Your profit-seeking actions here enable people up at 14th St. to share in the relative good fortune of people down at Washington Square park – that relative good fortune being an initially higher supply of Golden Delicious apples at Washington Square (or, more generally, a lower marginal value of those apples at Washington Square than at 14th St.). Or, looked at differently, your profit-seeking actions oblige people down at Washington Square park to shoulder some of the relative misfortune of people up at 14th St. – that relative misfortune being an initially lower supply of Golden Delicious apples at 14th St. (or, more generally, a higher marginal value of those apples at 14th St. than at Washington Square).
Your profit-seeking actions moved a valuable good from where it was relatively more abundant to where it was relatively less abundant, causing the relative abundance of Golden Delicious apples at both sites to be pretty much equal to each other.
(If you doubt the veracity of my hypothetical, imagine how surprised you would be if, in fact, you saw interchangeable apples selling for one price at some location and, at pretty much the same time, selling for a very different price at a nearby location. The very fact that such price differences aren’t common attests to the validity of the law of one price.)
Now suppose that before any of this arbitrage takes place, a neighborhood association up at 14th St., upon hearing rumors that Golden Delicious apples sell at Washington Square park for a mere $1.00 a piece, enacts and enforces legislation to force the price of those apples at 14th St. down to $1.00 each. What’s the consequence? Answer: no one down at Washington Square bothers to haul apples from Washington Square up to 14th St. The (presumably well-intentioned) legislation prevents the market from performing its sharing function. People down at Washington Square continue to enjoy apples at a price so low that it doesn’t reflect – as it otherwise would – the demands for apples of the folks up at 14th St. The legislation meant to help the folks at 14th St. ends up benefitting the folks down at Washington Square by eliminating the incentives of arbitrageurs to haul apples from Washington Square up to 14th St. And this legislation harms the people at 14th St. by artificially eliminating the incentives that would otherwise have driven arbitrageurs to haul apples from where they are relatively more abundant (Washington Square park) to where they are relatively less abundant (14th St.).
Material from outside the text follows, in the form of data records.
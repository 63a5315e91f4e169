//! Page collector module
//!
//! Walks a MediaWiki `list=allpages` listing from start to end.
//!
//! # Overview
//!
//! The collector provides:
//! - `PageCollector` - Sequential crawl with continuation, pause and cancellation
//! - `collect_all_pages` - One-shot helper for the common case
//! - `CollectionOutcome` - The titles plus an explicit completion status
//!
//! Requests are issued strictly one after another because each request needs
//! the continuation token from the previous response. Failures are never
//! raised: the crawl stops and hands back whatever it had collected, with the
//! reason recorded in [`CompletionStatus`].

mod types;

pub use types::{
    CollectionOutcome, CollectorConfig, CollectorStats, CompletionStatus, DEFAULT_DELAY,
    DEFAULT_PAGE_SIZE,
};

use crate::decode::{AllPagesDecoder, RecordDecoder};
use crate::error::{Error, Result};
use crate::http::HttpClient;
use crate::pagination::{ContinuationPaginator, NextPage, Paginator};
use crate::types::{ContinuationToken, PageCollection, PageTitle};
use std::time::{Duration, Instant};
use tokio_util::sync::CancellationToken;
use tracing::{debug, error, info, warn};
use url::Url;

/// Collects every page title from a wiki
pub struct PageCollector {
    /// HTTP client
    client: HttpClient,
    /// Validated `api.php` endpoint
    api_url: Url,
    /// Value sent as `aplimit`
    page_size: u32,
    /// Pause between requests
    delay: Duration,
    /// Reads and echoes `apcontinue`
    paginator: ContinuationPaginator,
    /// Turns a response body into titles
    decoder: AllPagesDecoder,
}

impl PageCollector {
    /// Create a collector, validating the endpoint and page size
    pub fn new(config: CollectorConfig) -> Result<Self> {
        let api_url = Url::parse(&config.api_url)?;
        if !matches!(api_url.scheme(), "http" | "https") {
            return Err(Error::invalid_value(
                "api_url",
                format!("expected an http(s) URL, got '{}'", config.api_url),
            ));
        }
        if config.page_size == 0 {
            return Err(Error::invalid_value("page_size", "must be greater than 0"));
        }

        let client = HttpClient::new(config.http)?;

        Ok(Self {
            client,
            api_url,
            page_size: config.page_size,
            delay: config.delay,
            paginator: ContinuationPaginator::default(),
            decoder: AllPagesDecoder::default(),
        })
    }

    /// The endpoint being crawled
    pub fn api_url(&self) -> &Url {
        &self.api_url
    }

    /// The page size sent as `aplimit`
    pub fn page_size(&self) -> u32 {
        self.page_size
    }

    /// Run the crawl until the listing is exhausted, a request fails, or
    /// `cancel` fires
    pub async fn collect(&self, cancel: &CancellationToken) -> CollectionOutcome {
        let start = Instant::now();
        let mut stats = CollectorStats::new();
        let mut pages = PageCollection::new();
        let mut cursor: Option<ContinuationToken> = None;

        info!(
            "Collecting pages from {} ({} per request)",
            self.api_url, self.page_size
        );

        let status = loop {
            if cancel.is_cancelled() {
                break CompletionStatus::Cancelled;
            }

            stats.add_request();

            let fetched = tokio::select! {
                biased;
                () = cancel.cancelled() => None,
                result = self.fetch_batch(cursor.as_ref()) => Some(result),
            };

            let (titles, next) = match fetched {
                None => break CompletionStatus::Cancelled,
                Some(Ok(batch)) => batch,
                Some(Err(e)) => {
                    error!(
                        "Error fetching pages (request {}): {e}; returning {} pages collected so far",
                        stats.requests,
                        pages.len()
                    );
                    break CompletionStatus::aborted(&e);
                }
            };

            let record_count = titles.len();
            stats.add_batch(record_count);
            pages.extend_batch(titles);
            debug!("Request {}: fetched {record_count} titles", stats.requests);

            match next {
                NextPage::Done => break CompletionStatus::Complete,
                NextPage::Continue(token) => {
                    info!("Fetched {} pages so far...", pages.len());
                    cursor = Some(token);
                }
            }

            if !self.pause(cancel).await {
                break CompletionStatus::Cancelled;
            }
        };

        if status == CompletionStatus::Cancelled {
            warn!("Collection cancelled after {} pages", pages.len());
        }

        stats.set_duration(start.elapsed().as_millis() as u64);
        info!(
            "Completed! Total pages fetched: {} ({} requests, {status})",
            pages.len(),
            stats.requests
        );

        CollectionOutcome {
            titles: pages.into_titles(),
            status,
            stats,
        }
    }

    /// Query string for the listing request at `cursor`
    fn request_query(&self, cursor: Option<&ContinuationToken>) -> Vec<(String, String)> {
        let mut query: Vec<(String, String)> = [
            ("action", "query".to_string()),
            ("list", "allpages".to_string()),
            ("aplimit", self.page_size.to_string()),
            ("format", "json".to_string()),
            ("origin", "*".to_string()),
        ]
        .into_iter()
        .map(|(key, value)| (key.to_string(), value))
        .collect();

        query.extend(self.paginator.request_params(cursor));
        query
    }

    /// Send one request, decode its titles and read the continuation
    ///
    /// A malformed continuation fails the whole batch.
    async fn fetch_batch(
        &self,
        cursor: Option<&ContinuationToken>,
    ) -> Result<(Vec<PageTitle>, NextPage)> {
        let body = self
            .client
            .get_text(&self.api_url, &self.request_query(cursor))
            .await?;
        let batch = self.decoder.decode(&body)?;
        let next = self.paginator.next_page(&batch.raw)?;
        Ok((batch.titles, next))
    }

    /// Sleep between requests; false if cancelled first
    async fn pause(&self, cancel: &CancellationToken) -> bool {
        if self.delay.is_zero() {
            return !cancel.is_cancelled();
        }

        tokio::select! {
            biased;
            () = cancel.cancelled() => false,
            () = tokio::time::sleep(self.delay) => true,
        }
    }
}

impl std::fmt::Debug for PageCollector {
    fn fmt(&self, f: &mut std::fmt::Formatter<'_>) -> std::fmt::Result {
        f.debug_struct("PageCollector")
            .field("api_url", &self.api_url.as_str())
            .field("page_size", &self.page_size)
            .field("delay", &self.delay)
            .field("client", &self.client)
            .finish_non_exhaustive()
    }
}

/// Collect every page title from `base_url` with default settings
///
/// Never fails: an unusable endpoint is logged and reported as an aborted
/// outcome with no titles.
pub async fn collect_all_pages(base_url: &str, page_size: u32) -> CollectionOutcome {
    collect_all_pages_with_cancel(base_url, page_size, &CancellationToken::new()).await
}

/// Like [`collect_all_pages`], stopping early when `cancel` fires
pub async fn collect_all_pages_with_cancel(
    base_url: &str,
    page_size: u32,
    cancel: &CancellationToken,
) -> CollectionOutcome {
    let config = CollectorConfig::new(base_url).with_page_size(page_size);
    match PageCollector::new(config) {
        Ok(collector) => collector.collect(cancel).await,
        Err(e) => {
            error!("Cannot collect pages from '{base_url}': {e}");
            CollectionOutcome::failed_before_start(&e)
        }
    }
}
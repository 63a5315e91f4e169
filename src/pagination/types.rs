//! Pagination types and traits
//!
//! Defines the core pagination abstractions used by the collector.

use crate::error::Result;
use crate::types::ContinuationToken;
use serde_json::Value;

/// What a response says about the rest of the listing
#[derive(Debug, Clone, PartialEq, Eq)]
pub enum NextPage {
    /// More pages remain, starting at this token
    Continue(ContinuationToken),
    /// The listing is exhausted
    Done,
}

impl NextPage {
    /// Check if this is a done result
    pub fn is_done(&self) -> bool {
        matches!(self, Self::Done)
    }

    /// The token to request next, if any
    pub fn token(&self) -> Option<&ContinuationToken> {
        match self {
            Self::Continue(token) => Some(token),
            Self::Done => None,
        }
    }
}

/// Core trait for pagination strategies
pub trait Paginator: Send + Sync {
    /// Query parameters that point a request at `cursor`
    ///
    /// Empty for the first request.
    fn request_params(&self, cursor: Option<&ContinuationToken>) -> Vec<(String, String)>;

    /// Read the continuation out of a decoded response
    ///
    /// Fails with a protocol error when the continuation is present but
    /// malformed.
    fn next_page(&self, body: &Value) -> Result<NextPage>;
}
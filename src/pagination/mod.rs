//! Pagination module
//!
//! Supports: continuation tokens (MediaWiki style)
//!
//! # Overview
//!
//! A paginator turns the current cursor into request parameters and reads
//! the next cursor out of each response. The collector owns the cursor and
//! hands it back on every request.

mod strategies;
mod types;

pub use strategies::{ContinuationPaginator, APCONTINUE_PARAM, APCONTINUE_PATH};
pub use types::{NextPage, Paginator};

#[cfg(test)]
mod tests;
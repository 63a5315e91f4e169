//! HTTP client module
//!
//! Provides the HTTP client used to talk to the wiki API.
//!
//! # Features
//!
//! - **Timeouts**: One timeout covering the request and its body
//! - **Retries**: Opt-in retry logic with backoff, driven by `Error::is_retryable`
//! - **Rate Limiting**: Optional token bucket rate limiter using governor
//! - **Backoff Strategies**: Constant, linear, and exponential backoff

mod client;
mod rate_limit;

pub use client::{default_user_agent, HttpClient, HttpClientConfig, HttpClientConfigBuilder};
pub use rate_limit::{RateLimiter, RateLimiterConfig};
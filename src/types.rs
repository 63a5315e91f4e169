//! Common types used throughout wiki-pages
//!
//! This module contains the data model of a crawl (titles, continuation
//! tokens, the growing collection) plus small shared enums and the JSON
//! path helpers the decoder and paginator both read responses with.

use serde::{Deserialize, Serialize};
use serde_json::Value;

// ============================================================================
// Type Aliases
// ============================================================================

/// A page title exactly as the wiki reported it
pub type PageTitle = String;

// ============================================================================
// Continuation Token
// ============================================================================

/// Opaque cursor telling the wiki where the next batch starts
#[derive(Debug, Clone, PartialEq, Eq, Hash, Serialize, Deserialize)]
#[serde(transparent)]
pub struct ContinuationToken(String);

impl ContinuationToken {
    /// Wrap a raw token, treating an empty string as "no token"
    pub fn new(raw: impl Into<String>) -> Option<Self> {
        let raw = raw.into();
        if raw.is_empty() {
            None
        } else {
            Some(Self(raw))
        }
    }

    /// Get the raw token value
    pub fn as_str(&self) -> &str {
        &self.0
    }
}

impl std::fmt::Display for ContinuationToken {
    fn fmt(&self, f: &mut std::fmt::Formatter<'_>) -> std::fmt::Result {
        f.write_str(&self.0)
    }
}

// ============================================================================
// Page Collection
// ============================================================================

/// Ordered, append-only list of titles built up across fetch rounds
///
/// Titles keep source order and are never deduplicated.
#[derive(Debug, Clone, Default, PartialEq, Eq)]
pub struct PageCollection {
    titles: Vec<PageTitle>,
}

impl PageCollection {
    /// Create an empty collection
    pub fn new() -> Self {
        Self::default()
    }

    /// Append one batch in response order
    pub fn extend_batch(&mut self, batch: impl IntoIterator<Item = PageTitle>) {
        self.titles.extend(batch);
    }

    /// Number of titles collected so far
    pub fn len(&self) -> usize {
        self.titles.len()
    }

    /// Check if nothing has been collected
    pub fn is_empty(&self) -> bool {
        self.titles.is_empty()
    }

    /// Borrow the titles
    pub fn titles(&self) -> &[PageTitle] {
        &self.titles
    }

    /// Freeze the collection into its titles
    pub fn into_titles(self) -> Vec<PageTitle> {
        self.titles
    }
}

// ============================================================================
// Backoff Type
// ============================================================================

/// Backoff strategy for retries
#[derive(Debug, Clone, Copy, PartialEq, Eq, Default, Serialize, Deserialize)]
#[serde(rename_all = "snake_case")]
pub enum BackoffType {
    /// Constant delay between retries
    Constant,
    /// Linear increase in delay
    Linear,
    /// Exponential increase in delay
    #[default]
    Exponential,
}

// ============================================================================
// JSON Helpers
// ============================================================================

/// Walk a dotted path (`a.b` or `$.a.b`) through nested objects
pub fn value_at_path<'a>(value: &'a Value, path: &str) -> Option<&'a Value> {
    let path = path.strip_prefix("$.").unwrap_or(path);
    path.split('.')
        .try_fold(value, |current, part| current.as_object()?.get(part))
}

/// JSON type of a value with its article, for error messages
pub fn json_type_name(value: &Value) -> &'static str {
    match value {
        Value::Null => "null",
        Value::Bool(_) => "a boolean",
        Value::Number(_) => "a number",
        Value::String(_) => "a string",
        Value::Array(_) => "an array",
        Value::Object(_) => "an object",
    }
}
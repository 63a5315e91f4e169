//! Output module
//!
//! Delivers collected titles and run summaries.
//!
//! # Overview
//!
//! This module provides utilities for:
//! - Serializing a title list as a JSON array (or plain lines)
//! - Resolving an output target (stdout, local path, cloud URL)
//! - Writing to cloud storage (S3, R2, GCS, Azure) through object_store

mod cloud;
mod writer;

pub use cloud::{CloudDestination, OutputTarget};
pub use writer::{
    titles_to_json, titles_to_lines, RunSummary, DEFAULT_OUTPUT_FILENAME,
    DEFAULT_SUMMARY_FILENAME,
};

#[cfg(test)]
mod tests;
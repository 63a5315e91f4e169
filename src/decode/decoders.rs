//! Decoder implementations

use super::types::{DecodedBatch, RecordDecoder};
use crate::error::{Error, Result};
use crate::types::{json_type_name, value_at_path};
use serde_json::Value;

/// Default location of the page list in an allpages response
pub const ALLPAGES_RECORD_PATH: &str = "query.allpages";

/// JSON decoder for MediaWiki `list=allpages` responses
///
/// Expects `{"query": {"allpages": [{"title": ...}, ...]}}`. Any other shape
/// is a protocol error, including the API's own `{"error": {...}}` envelope.
#[derive(Debug, Clone)]
pub struct AllPagesDecoder {
    /// Dotted path to the record array
    record_path: String,
    /// Field holding the title inside each record
    title_field: String,
}

impl Default for AllPagesDecoder {
    fn default() -> Self {
        Self {
            record_path: ALLPAGES_RECORD_PATH.to_string(),
            title_field: "title".to_string(),
        }
    }
}

impl AllPagesDecoder {
    /// Create a new allpages decoder
    pub fn new() -> Self {
        Self::default()
    }

    /// Use a different record path (e.g. `query.categorymembers`)
    #[must_use]
    pub fn with_record_path(mut self, path: impl Into<String>) -> Self {
        self.record_path = path.into();
        self
    }

    fn extract_titles(&self, value: &Value) -> Result<Vec<String>> {
        let records = match value_at_path(value, &self.record_path) {
            Some(Value::Array(records)) => records,
            Some(other) => {
                return Err(Error::protocol(format!(
                    "'{}' is {}, expected an array",
                    self.record_path,
                    json_type_name(other)
                )))
            }
            None => {
                return Err(Error::protocol(format!(
                    "response has no '{}'",
                    self.record_path
                )))
            }
        };

        records
            .iter()
            .enumerate()
            .map(|(idx, record)| {
                record
                    .get(&self.title_field)
                    .and_then(Value::as_str)
                    .map(str::to_string)
                    .ok_or_else(|| {
                        Error::protocol(format!(
                            "record {idx} in '{}' has no string '{}'",
                            self.record_path, self.title_field
                        ))
                    })
            })
            .collect()
    }
}

impl RecordDecoder for AllPagesDecoder {
    fn decode(&self, body: &str) -> Result<DecodedBatch> {
        let raw: Value = serde_json::from_str(body)?;

        if let Some(api_error) = raw.get("error") {
            let code = api_error
                .get("code")
                .and_then(Value::as_str)
                .unwrap_or("unknown");
            let info = api_error.get("info").and_then(Value::as_str).unwrap_or("");
            return Err(Error::protocol(format!("API error '{code}': {info}")));
        }

        let titles = self.extract_titles(&raw)?;
        Ok(DecodedBatch { titles, raw })
    }
}
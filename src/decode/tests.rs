//! Tests for decode module

use super::*;
use crate::error::{Error, FailureKind};
use pretty_assertions::assert_eq;
use test_case::test_case;

#[test]
fn test_decode_allpages_batch() {
    let body = r#"{
        "batchcomplete": "",
        "continue": {"apcontinue": "Bilbo_Baggins", "continue": "-||"},
        "query": {"allpages": [
            {"pageid": 1, "ns": 0, "title": "Aragorn"},
            {"pageid": 2, "ns": 0, "title": "Arwen"}
        ]}
    }"#;

    let batch = AllPagesDecoder::new().decode(body).unwrap();

    assert_eq!(batch.titles, vec!["Aragorn", "Arwen"]);
    assert_eq!(batch.len(), 2);
    assert_eq!(batch.raw["continue"]["apcontinue"], "Bilbo_Baggins");
}

#[test]
fn test_decode_empty_allpages() {
    let batch = AllPagesDecoder::new()
        .decode(r#"{"query": {"allpages": []}}"#)
        .unwrap();
    assert!(batch.is_empty());
}

#[test]
fn test_decode_keeps_duplicates_and_order() {
    let body = r#"{"query": {"allpages": [
        {"title": "Frodo"}, {"title": "Bilbo"}, {"title": "Frodo"}
    ]}}"#;

    let batch = AllPagesDecoder::new().decode(body).unwrap();
    assert_eq!(batch.titles, vec!["Frodo", "Bilbo", "Frodo"]);
}

#[test]
fn test_decode_malformed_json() {
    let err = AllPagesDecoder::new().decode("<!DOCTYPE html>").unwrap_err();
    assert!(matches!(err, Error::JsonParse(_)));
    assert_eq!(err.failure_kind(), FailureKind::Protocol);
}

#[test_case(r#"{}"#, "response has no 'query.allpages'" ; "missing query")]
#[test_case(r#"{"query": {}}"#, "response has no 'query.allpages'" ; "missing allpages")]
#[test_case(r#"{"query": {"allpages": {"title": "x"}}}"#, "'query.allpages' is an object, expected an array" ; "allpages not array")]
#[test_case(r#"{"query": {"allpages": [{"pageid": 3}]}}"#, "record 0 in 'query.allpages' has no string 'title'" ; "record without title")]
#[test_case(r#"{"query": {"allpages": [{"title": "A"}, {"title": 7}]}}"#, "record 1 in 'query.allpages' has no string 'title'" ; "numeric title")]
fn test_decode_shape_errors(body: &str, expected: &str) {
    let err = AllPagesDecoder::new().decode(body).unwrap_err();
    match err {
        Error::Protocol { message } => assert_eq!(message, expected),
        other => panic!("Expected protocol error, got {other:?}"),
    }
}

#[test]
fn test_decode_api_error_envelope() {
    let body = r#"{"error": {"code": "badvalue", "info": "Unrecognized value for parameter \"list\": allpagez."}}"#;

    let err = AllPagesDecoder::new().decode(body).unwrap_err();
    assert_eq!(err.failure_kind(), FailureKind::Protocol);
    assert!(err.to_string().contains("API error 'badvalue'"));
}

#[test]
fn test_decode_custom_record_path() {
    let body = r#"{"query": {"categorymembers": [{"title": "Category:Hobbits"}]}}"#;

    let batch = AllPagesDecoder::new()
        .with_record_path("query.categorymembers")
        .decode(body)
        .unwrap();
    assert_eq!(batch.titles, vec!["Category:Hobbits"]);
}
//! Response decoder module
//!
//! Turns a listing response body into a batch of titles and keeps the parsed
//! body around so the paginator can read the continuation from it.

mod decoders;
mod types;

pub use decoders::{AllPagesDecoder, ALLPAGES_RECORD_PATH};
pub use types::{DecodedBatch, RecordDecoder};

#[cfg(test)]
mod tests;
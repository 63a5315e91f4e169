//! Error types for wiki-pages
//!
//! This module defines the error hierarchy for the whole crate.
//! All public APIs return `Result<T, Error>` where Error is defined here.
//!
//! Crawl failures never escape [`crate::collector::PageCollector::collect`];
//! they are classified with [`Error::failure_kind`] and folded into the
//! outcome instead.

use serde::{Deserialize, Serialize};
use thiserror::Error;

/// The main error type for wiki-pages
#[derive(Error, Debug)]
pub enum Error {
    // ============================================================================
    // Configuration Errors
    // ============================================================================
    #[error("Configuration error: {message}")]
    Config { message: String },

    #[error("Invalid config value for '{field}': {message}")]
    InvalidConfigValue { field: String, message: String },

    #[error("Failed to parse YAML: {0}")]
    YamlParse(#[from] serde_yaml::Error),

    // ============================================================================
    // HTTP Errors
    // ============================================================================
    #[error("HTTP request failed: {0}")]
    Http(#[from] reqwest::Error),

    #[error("HTTP {status}: {body}")]
    HttpStatus { status: u16, body: String },

    #[error("Rate limited, retry after {retry_after_seconds}s")]
    RateLimited { retry_after_seconds: u64 },

    #[error("Request timeout after {timeout_ms}ms")]
    Timeout { timeout_ms: u64 },

    #[error("Invalid URL: {0}")]
    InvalidUrl(#[from] url::ParseError),

    // ============================================================================
    // Response Errors
    // ============================================================================
    #[error("Failed to parse JSON: {0}")]
    JsonParse(#[from] serde_json::Error),

    #[error("Unexpected response shape: {message}")]
    Protocol { message: String },

    // ============================================================================
    // Output Errors
    // ============================================================================
    #[error("Output error: {message}")]
    Output { message: String },

    #[error("IO error: {0}")]
    Io(#[from] std::io::Error),

    // ============================================================================
    // Generic Errors
    // ============================================================================
    #[error("{0}")]
    Other(String),
}

/// Which side of the listing protocol a crawl failure came from
#[derive(Debug, Clone, Copy, PartialEq, Eq, Serialize, Deserialize)]
#[serde(rename_all = "snake_case")]
pub enum FailureKind {
    /// Network unreachable, timeout, non-success status
    Transport,
    /// Body is not JSON or lacks the expected fields
    Protocol,
}

impl std::fmt::Display for FailureKind {
    fn fmt(&self, f: &mut std::fmt::Formatter<'_>) -> std::fmt::Result {
        match self {
            Self::Transport => f.write_str("transport"),
            Self::Protocol => f.write_str("protocol"),
        }
    }
}

impl Error {
    /// Create a config error
    pub fn config(message: impl Into<String>) -> Self {
        Self::Config {
            message: message.into(),
        }
    }

    /// Create an invalid config value error
    pub fn invalid_value(field: impl Into<String>, message: impl Into<String>) -> Self {
        Self::InvalidConfigValue {
            field: field.into(),
            message: message.into(),
        }
    }

    /// Create an HTTP status error
    pub fn http_status(status: u16, body: impl Into<String>) -> Self {
        Self::HttpStatus {
            status,
            body: body.into(),
        }
    }

    /// Create a protocol error
    pub fn protocol(message: impl Into<String>) -> Self {
        Self::Protocol {
            message: message.into(),
        }
    }

    /// Create an output error
    pub fn output(message: impl Into<String>) -> Self {
        Self::Output {
            message: message.into(),
        }
    }

    /// Check if another attempt at the same request could succeed
    ///
    /// The HTTP client's retry loop asks this of every failed attempt.
    pub fn is_retryable(&self) -> bool {
        match self {
            Error::RateLimited { .. } | Error::Timeout { .. } => true,
            Error::Http(e) => e.is_connect(),
            Error::HttpStatus { status, .. } => is_retryable_status(*status),
            _ => false,
        }
    }

    /// Classify a crawl failure
    ///
    /// Anything that went wrong before a well-formed body was in hand counts
    /// as transport, including a bad endpoint URL.
    pub fn failure_kind(&self) -> FailureKind {
        match self {
            Error::JsonParse(_) | Error::Protocol { .. } => FailureKind::Protocol,
            _ => FailureKind::Transport,
        }
    }
}

/// Statuses worth retrying: throttling, gateway trouble and CDN origin errors
fn is_retryable_status(status: u16) -> bool {
    matches!(status, 429 | 500 | 502 | 503 | 504 | 520..=524)
}

/// Result type alias for wiki-pages
pub type Result<T> = std::result::Result<T, Error>;

/// Extension trait for adding context to errors
pub trait ResultExt<T> {
    /// Add context to an error
    fn context(self, message: impl Into<String>) -> Result<T>;

    /// Add context with a closure (lazy evaluation)
    fn with_context<F: FnOnce() -> String>(self, f: F) -> Result<T>;
}

impl<T, E: Into<Error>> ResultExt<T> for std::result::Result<T, E> {
    fn context(self, message: impl Into<String>) -> Result<T> {
        self.map_err(|e| {
            let inner = e.into();
            Error::Other(format!("{}: {}", message.into(), inner))
        })
    }

    fn with_context<F: FnOnce() -> String>(self, f: F) -> Result<T> {
        self.map_err(|e| {
            let inner = e.into();
            Error::Other(format!("{}: {}", f(), inner))
        })
    }
}
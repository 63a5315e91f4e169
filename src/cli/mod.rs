//! CLI module
//!
//! Command-line interface for collecting and cleaning wiki titles.
//!
//! # Commands
//!
//! - `collect` - Walk the allpages listing and write the titles
//! - `prune` - Clean, dedupe and sort a collected title list

mod commands;
mod runner;

pub use commands::{Cli, Commands, PruneFormat};
pub use runner::{CollectOverrides, Runner};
The very same analysis holds over time. When speculators buy today in the hopes of selling tomorrow at higher prices, these speculators move goods across time; goods are moved from a time when they are relatively more abundant to a time when they are relatively less abundant. Successful speculation obliges people in times of relative abundance to share their good fortune with people existing in times of relatively less abundance. Or, alternatively stated, successful speculation enables people in times of relatively less abundance to share in some of the good fortune of people existing in times of relatively great abundance.
And, of course, what’s true for ‘long’ speculation (buying today in hopes of selling at higher prices tomorrow) is true for ‘short’ speculation (selling today in hopes of buying tomorrow at lower prices). ‘Short’ speculators, if they are successful, move goods from tomorrow (when these goods are relatively more abundant) to today (when these goods are relatively less abundant).
Beautiful, isn’t’ it?! (And no, I do not ask this rhetorical question facetiously.)